Permalink 04:17:38 pm, Categories: Anecdotes  

My Mother the Extrovert

I could tell you that my mom is outgoing and talks to everyone, but this is especially apparent from our shopping trip today.

First, I had to pee because I'd just had a tall cup of Barqs (it has bite!). So we got into the mall and my mom stops this couple and asks them if they know where the ladies' room is. I sit on a bench and wait for her to come over and tell me, "Why don't I ask the Macys people where their bathrooms are?" And I nod, wondering how many people overheard her, and trudge off through the fine china department, which is a silly place for a bathroom because what if a woman with kids pulls them through and they touch or break things?

And then I get back, and Alex is waiting, and mom offers to wait with her coffee in the food court while we go look for shorts to replace Alex's "work shorts" (a particularly disreputable pair of dingy plaid shorts that Alex insists on wearing every day while he works at home).
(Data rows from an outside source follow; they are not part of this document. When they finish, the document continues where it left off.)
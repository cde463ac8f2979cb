// src/utils/prometheus_metrics.rs

use once_cell::sync::Lazy;
use prometheus::{register_counter, register_histogram, Counter, Encoder, Histogram, TextEncoder};

use crate::error::{MetricError, Result};

// Metrics from the combine executors
pub static EXAMPLES_COMBINED_TOTAL: Lazy<Counter> = Lazy::new(|| {
    register_counter!(
        "combine_examples_combined_total",
        "Total number of inputs folded into an accumulator."
    )
    .expect("Failed to register EXAMPLES_COMBINED_TOTAL counter")
});

pub static ACCUMULATOR_MERGES_TOTAL: Lazy<Counter> = Lazy::new(|| {
    register_counter!(
        "combine_accumulator_merges_total",
        "Total number of pairwise accumulator merges."
    )
    .expect("Failed to register ACCUMULATOR_MERGES_TOTAL counter")
});

pub static COMBINER_ERRORS_TOTAL: Lazy<Counter> = Lazy::new(|| {
    register_counter!(
        "combine_combiner_errors_total",
        "Total number of inputs a combiner rejected."
    )
    .expect("Failed to register COMBINER_ERRORS_TOTAL counter")
});

pub static SLICE_RESULTS_EMITTED_TOTAL: Lazy<Counter> = Lazy::new(|| {
    register_counter!(
        "combine_slice_results_emitted_total",
        "Total number of per-slice outputs extracted from accumulators."
    )
    .expect("Failed to register SLICE_RESULTS_EMITTED_TOTAL counter")
});

// Metrics from the evaluator
pub static EVALUATION_DURATION_SECONDS: Lazy<Histogram> = Lazy::new(|| {
    register_histogram!(
        "evaluator_evaluation_duration_seconds",
        "Histogram of full evaluation run durations (slicing through extraction)."
    )
    .expect("Failed to register EVALUATION_DURATION_SECONDS histogram")
});

/// Renders the default registry in the Prometheus text exposition format.
pub fn gather_metrics_text() -> Result<String> {
    let encoder = TextEncoder::new();
    let mut buffer = vec![];
    encoder
        .encode(&prometheus::gather(), &mut buffer)
        .map_err(|e| MetricError::Unexpected(format!("Could not encode prometheus metrics: {}", e)))?;
    String::from_utf8(buffer)
        .map_err(|e| MetricError::Unexpected(format!("Prometheus metrics UTF-8 error: {}", e)))
}
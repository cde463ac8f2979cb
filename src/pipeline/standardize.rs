use serde::Deserialize;
use serde_json::{Map, Value};
use std::collections::BTreeMap;

use crate::data_model::{ExampleWeights, NormalizedInput};
use crate::error::{MetricError, Result};

/// A raw evaluation record as it arrives from an input source.
#[derive(Deserialize, Debug, Clone, Default)]
pub struct RawExample {
    #[serde(default)]
    pub labels: Value,
    #[serde(default)]
    pub predictions: Value,
    #[serde(default)]
    pub example_weights: Value,
    #[serde(default)]
    pub features: Map<String, Value>,
}

/// Converts a raw record into the standardized metric input.
///
/// Scalar weights become one-element sequences. A null or absent
/// `example_weights` leaves the input without weights.
pub fn to_standard_metric_inputs(raw: RawExample) -> Result<NormalizedInput> {
    let example_weights = match raw.example_weights {
        Value::Null => None,
        other => Some(parse_weights(other)?),
    };
    Ok(NormalizedInput {
        labels: raw.labels,
        predictions: raw.predictions,
        example_weights,
        features: raw.features.into_iter().collect(),
    })
}

fn parse_weights(value: Value) -> Result<ExampleWeights> {
    match value {
        Value::Number(n) => n
            .as_f64()
            .map(|weight| ExampleWeights::Values(vec![weight]))
            .ok_or(MetricError::WeightShapeMismatch {
                expected: "finite number",
                found: "number",
            }),
        Value::Array(items) => items
            .iter()
            .map(as_weight)
            .collect::<Result<Vec<f64>>>()
            .map(ExampleWeights::Values),
        Value::Object(map) => map
            .into_iter()
            .map(|(key, nested)| parse_weights(nested).map(|weights| (key, weights)))
            .collect::<Result<BTreeMap<String, ExampleWeights>>>()
            .map(ExampleWeights::Keyed),
        other => Err(MetricError::WeightShapeMismatch {
            expected: "number, sequence or mapping",
            found: json_kind(&other),
        }),
    }
}

fn as_weight(value: &Value) -> Result<f64> {
    value.as_f64().ok_or(MetricError::WeightShapeMismatch {
        expected: "number",
        found: json_kind(value),
    })
}

fn json_kind(value: &Value) -> &'static str {
    match value {
        Value::Null => "null",
        Value::Bool(_) => "bool",
        Value::Number(_) => "number",
        Value::String(_) => "string",
        Value::Array(_) => "sequence",
        Value::Object(_) => "mapping",
    }
}
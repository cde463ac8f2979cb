use crate::error::{MetricError, Result};
use crate::slicer::SliceSpec;
use serde::Deserialize;
use std::collections::HashSet;
use std::fs;
use std::path::Path;

/// Represents the overall evaluation configuration read from YAML.
#[derive(Deserialize, Debug, Clone)]
pub struct EvalConfig {
    #[serde(default = "default_names")]
    pub model_names: Vec<String>,
    #[serde(default = "default_names")]
    pub output_names: Vec<String>,
    pub metrics: Vec<MetricConfig>,
    #[serde(default)] // Overall slice only
    pub slicing_specs: Vec<SliceSpec>,
    #[serde(default)]
    pub execution: ExecutionConfig,
}

fn default_names() -> Vec<String> {
    vec![String::new()]
}

impl EvalConfig {
    pub fn validate(&self) -> Result<()> {
        if self.metrics.is_empty() {
            return Err(MetricError::ConfigValidationError(
                "EvalConfig: at least one metric must be configured".to_string(),
            ));
        }
        validate_names("model_names", &self.model_names)?;
        validate_names("output_names", &self.output_names)?;
        for metric_config in &self.metrics {
            metric_config.validate()?;
        }
        for (idx, spec) in self.slicing_specs.iter().enumerate() {
            validate_slice_spec(idx, spec)?;
        }
        self.execution.validate()
    }
}

fn validate_names(field: &str, names: &[String]) -> Result<()> {
    let mut seen = HashSet::new();
    for name in names {
        if !seen.insert(name.as_str()) {
            return Err(MetricError::ConfigValidationError(format!(
                "EvalConfig: duplicate entry '{}' in {}",
                name, field
            )));
        }
    }
    Ok(())
}

fn validate_slice_spec(idx: usize, spec: &SliceSpec) -> Result<()> {
    for column in spec.columns.iter().chain(spec.feature_values.keys()) {
        if column.trim().is_empty() {
            return Err(MetricError::ConfigValidationError(format!(
                "SliceSpec at index {}: column names must not be empty",
                idx
            )));
        }
    }
    if let Some(column) = spec
        .columns
        .iter()
        .find(|c| spec.feature_values.contains_key(c.as_str()))
    {
        return Err(MetricError::ConfigValidationError(format!(
            "SliceSpec at index {}: column '{}' is listed in both columns and feature_values",
            idx, column
        )));
    }
    Ok(())
}

/// A single metric entry. The `type` field selects the variant.
#[derive(Deserialize, Debug, Clone)]
#[serde(tag = "type")]
pub enum MetricConfig {
    ExampleCount(ExampleCountParams),
}

impl MetricConfig {
    pub fn name(&self) -> &'static str {
        match self {
            MetricConfig::ExampleCount(_) => "ExampleCount",
        }
    }

    pub fn validate(&self) -> Result<()> {
        match self {
            MetricConfig::ExampleCount(_) => Ok(()),
        }
    }
}

/// Parameters for the ExampleCount metric.
#[derive(Deserialize, Debug, Clone, Default)]
pub struct ExampleCountParams {
    #[serde(default)]
    pub example_weighted: bool,
}

#[derive(Deserialize, Debug, Clone, Copy, Default, PartialEq, Eq)]
#[serde(rename_all = "lowercase")]
pub enum ExecutionMode {
    #[default]
    Local,
    Parallel,
}

/// Which combine engine runs the computations.
#[derive(Deserialize, Debug, Clone)]
pub struct ExecutionConfig {
    #[serde(default)]
    pub mode: ExecutionMode,
    #[serde(default = "default_num_partitions")]
    pub num_partitions: usize,
    pub num_threads: Option<usize>, // None uses the global rayon pool
}

fn default_num_partitions() -> usize {
    4
}

impl Default for ExecutionConfig {
    fn default() -> Self {
        ExecutionConfig {
            mode: ExecutionMode::Local,
            num_partitions: default_num_partitions(),
            num_threads: None,
        }
    }
}

impl ExecutionConfig {
    pub fn validate(&self) -> Result<()> {
        if self.num_partitions == 0 {
            return Err(MetricError::ConfigValidationError(
                "ExecutionConfig: num_partitions must be greater than 0".to_string(),
            ));
        }
        if self.num_threads == Some(0) {
            return Err(MetricError::ConfigValidationError(
                "ExecutionConfig: num_threads must be greater than 0".to_string(),
            ));
        }
        Ok(())
    }
}

/// Loads and parses the evaluation configuration YAML file.
pub fn load_eval_config<P: AsRef<Path>>(config_path: P) -> Result<EvalConfig> {
    let path_ref = config_path.as_ref();
    let config_content = fs::read_to_string(path_ref).map_err(|e| {
        MetricError::ConfigError(format!(
            "Failed to read eval config file '{}': {}",
            path_ref.display(),
            e
        ))
    })?;

    serde_yaml::from_str(&config_content).map_err(|e| {
        MetricError::ConfigError(format!(
            "Failed to parse eval config YAML from '{}': {}",
            path_ref.display(),
            e
        ))
    })
}

#[cfg(test)]
mod tests {
    use super::*;

    fn parse(yaml: &str) -> EvalConfig {
        serde_yaml::from_str(yaml).expect("yaml should parse")
    }

    #[test]
    fn test_defaults() {
        let config = parse("metrics:\n  - type: ExampleCount\n");
        assert_eq!(config.model_names, vec![String::new()]);
        assert_eq!(config.output_names, vec![String::new()]);
        assert!(config.slicing_specs.is_empty());
        assert_eq!(config.execution.mode, ExecutionMode::Local);
        assert_eq!(config.execution.num_partitions, 4);
        match &config.metrics[0] {
            MetricConfig::ExampleCount(params) => assert!(!params.example_weighted),
        }
        assert!(config.validate().is_ok());
    }

    #[test]
    fn test_empty_metrics_invalid() {
        let config = parse("metrics: []\n");
        assert!(matches!(
            config.validate(),
            Err(MetricError::ConfigValidationError(_))
        ));
    }

    #[test]
    fn test_duplicate_model_names_invalid() {
        let config = parse("model_names: [a, a]\nmetrics:\n  - type: ExampleCount\n");
        match config.validate() {
            Err(MetricError::ConfigValidationError(msg)) => {
                assert!(msg.contains("model_names"));
            }
            other => panic!("Expected ConfigValidationError, got {:?}", other),
        }
    }

    #[test]
    fn test_slice_spec_column_conflict_invalid() {
        let config = parse(
            r#"
metrics:
  - type: ExampleCount
slicing_specs:
  - columns: [lang]
    feature_values:
      lang: da
"#,
        );
        assert!(config.validate().is_err());
    }

    #[test]
    fn test_zero_partitions_invalid() {
        let config = parse(
            "metrics:\n  - type: ExampleCount\nexecution:\n  mode: parallel\n  num_partitions: 0\n",
        );
        assert!(config.validate().is_err());
    }
}
// src/evaluator.rs

use std::collections::HashSet;

use tracing::{debug, info, info_span, instrument, warn};

use crate::config::{EvalConfig, ExecutionConfig, ExecutionMode, MetricConfig};
use crate::data_model::{EvalResults, NormalizedInput};
use crate::error::{MetricError, Result};
use crate::executor::{CombinePerKey, LocalExecutor, ParallelExecutor};
use crate::metrics::{ExampleCount, ExampleCountCombiner, MetricComputation};
use crate::slicer::{slice_inputs, SliceSpec};
use crate::utils::prometheus_metrics::EVALUATION_DURATION_SECONDS;

/// Runs a fixed set of metric computations over sliced inputs.
pub struct Evaluator {
    computations: Vec<MetricComputation<ExampleCountCombiner>>,
    slicing_specs: Vec<SliceSpec>,
}

impl Evaluator {
    pub fn new(
        computations: Vec<MetricComputation<ExampleCountCombiner>>,
        slicing_specs: Vec<SliceSpec>,
    ) -> Self {
        if computations.is_empty() {
            warn!("Evaluator created with no metric computations.");
        }
        Evaluator {
            computations,
            slicing_specs,
        }
    }

    /// Builds the computations for every configured metric, fanned out over
    /// the configured model and output names.
    #[instrument(skip(config), fields(num_metrics = config.metrics.len()))]
    pub fn from_config(config: &EvalConfig) -> Result<Self> {
        config.validate()?;

        let mut computations = Vec::new();
        for (i, metric_config) in config.metrics.iter().enumerate() {
            let metric_span = info_span!("metric", index = i, metric_type = metric_config.name());
            let _enter = metric_span.enter();

            match metric_config {
                MetricConfig::ExampleCount(params) => {
                    debug!(params = ?params, "Adding ExampleCount");
                    computations.extend(ExampleCount.computations(
                        &config.model_names,
                        &config.output_names,
                        params.example_weighted,
                    ));
                }
            }
        }

        let mut seen = HashSet::new();
        for key in computations.iter().flat_map(|c| c.keys.iter()) {
            if !seen.insert(key.clone()) {
                return Err(MetricError::ConfigValidationError(format!(
                    "EvalConfig: metric key '{}' is produced more than once",
                    key
                )));
            }
        }

        info!(
            "Evaluator built with {} computations over {} slicing specs.",
            computations.len(),
            config.slicing_specs.len()
        );
        Ok(Evaluator::new(computations, config.slicing_specs.clone()))
    }

    pub fn computations(&self) -> &[MetricComputation<ExampleCountCombiner>] {
        &self.computations
    }

    pub fn slicing_specs(&self) -> &[SliceSpec] {
        &self.slicing_specs
    }

    /// Slices `inputs` and runs every computation through `executor`.
    #[instrument(skip_all, fields(executor = executor.name(), num_inputs = inputs.len()))]
    pub fn evaluate<E: CombinePerKey>(
        &self,
        executor: &E,
        inputs: &[NormalizedInput],
    ) -> Result<EvalResults> {
        let timer = EVALUATION_DURATION_SECONDS.start_timer();
        let pairs = slice_inputs(inputs, &self.slicing_specs);

        let mut results = EvalResults::new();
        for computation in &self.computations {
            let per_slice = executor.combine_per_key(&pairs, &computation.combiner)?;
            for (slice_key, metrics) in per_slice {
                results.entry(slice_key).or_default().extend(metrics);
            }
        }
        timer.observe_duration();

        info!(
            num_slices = results.len(),
            num_computations = self.computations.len(),
            "Evaluation complete"
        );
        Ok(results)
    }
}

/// Evaluates with the engine selected by `execution`.
pub fn evaluate_with_execution(
    evaluator: &Evaluator,
    execution: &ExecutionConfig,
    inputs: &[NormalizedInput],
) -> Result<EvalResults> {
    execution.validate()?;
    match execution.mode {
        ExecutionMode::Local => evaluator.evaluate(&LocalExecutor::new(), inputs),
        ExecutionMode::Parallel => {
            let executor = ParallelExecutor::new(execution.num_partitions, execution.num_threads)?;
            evaluator.evaluate(&executor, inputs)
        }
    }
}

#[cfg(test)]
mod tests {
    use super::*;
    use crate::config::ExampleCountParams;
    use crate::data_model::{MetricKey, SliceKey};
    use serde_json::json;

    fn config(weighted: &[bool]) -> EvalConfig {
        EvalConfig {
            model_names: vec![String::new()],
            output_names: vec![String::new()],
            metrics: weighted
                .iter()
                .map(|w| {
                    MetricConfig::ExampleCount(ExampleCountParams {
                        example_weighted: *w,
                    })
                })
                .collect(),
            slicing_specs: vec![],
            execution: ExecutionConfig::default(),
        }
    }

    fn inputs() -> Vec<NormalizedInput> {
        [("da", 0.5), ("da", 1.5), ("en", 2.0)]
            .iter()
            .map(|(lang, w)| {
                serde_json::from_value(json!({
                    "example_weights": [w],
                    "features": {"lang": lang}
                }))
                .unwrap()
            })
            .collect()
    }

    #[test]
    fn test_weighted_and_unweighted_side_by_side() {
        let evaluator = Evaluator::from_config(&config(&[false, true])).unwrap();
        assert_eq!(evaluator.computations().len(), 2);

        let results = evaluator.evaluate(&LocalExecutor::new(), &inputs()).unwrap();
        assert_eq!(results.len(), 1);
        let overall = &results[&SliceKey::overall()];
        assert_eq!(overall[&MetricKey::new("example_count", "", "", false)], 3.0);
        assert!((overall[&MetricKey::new("example_count", "", "", true)] - 4.0).abs() < 1e-6);
    }

    #[test]
    fn test_duplicate_metric_keys_rejected() {
        assert!(matches!(
            Evaluator::from_config(&config(&[true, true])),
            Err(MetricError::ConfigValidationError(_))
        ));
    }

    #[test]
    fn test_slices_by_feature() {
        let mut cfg = config(&[true]);
        cfg.slicing_specs = vec![
            SliceSpec::overall(),
            SliceSpec {
                columns: vec!["lang".to_string()],
                ..Default::default()
            },
        ];
        cfg.execution.mode = ExecutionMode::Parallel;
        cfg.execution.num_partitions = 2;
        let evaluator = Evaluator::from_config(&cfg).unwrap();
        let results = evaluate_with_execution(&evaluator, &cfg.execution, &inputs()).unwrap();

        let key = MetricKey::new("example_count", "", "", true);
        assert_eq!(results.len(), 3);
        assert!((results[&SliceKey::overall()][&key] - 4.0).abs() < 1e-6);
        assert!((results[&SliceKey::from_pairs([("lang", "da")])][&key] - 2.0).abs() < 1e-6);
        assert!((results[&SliceKey::from_pairs([("lang", "en")])][&key] - 2.0).abs() < 1e-6);
    }
}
So when we're finished looking (it's fall, so they're out of shorts, but we thought there might be some on sale), we get back to the food court and aren't particularly surprised to see that mom is sitting with a total stranger, just chatting away.

We were amused, of course. It was a typical "my mom" moment. It earned a shared glance.

Anyway, my mom is as outgoing as I am shy. That's a lot.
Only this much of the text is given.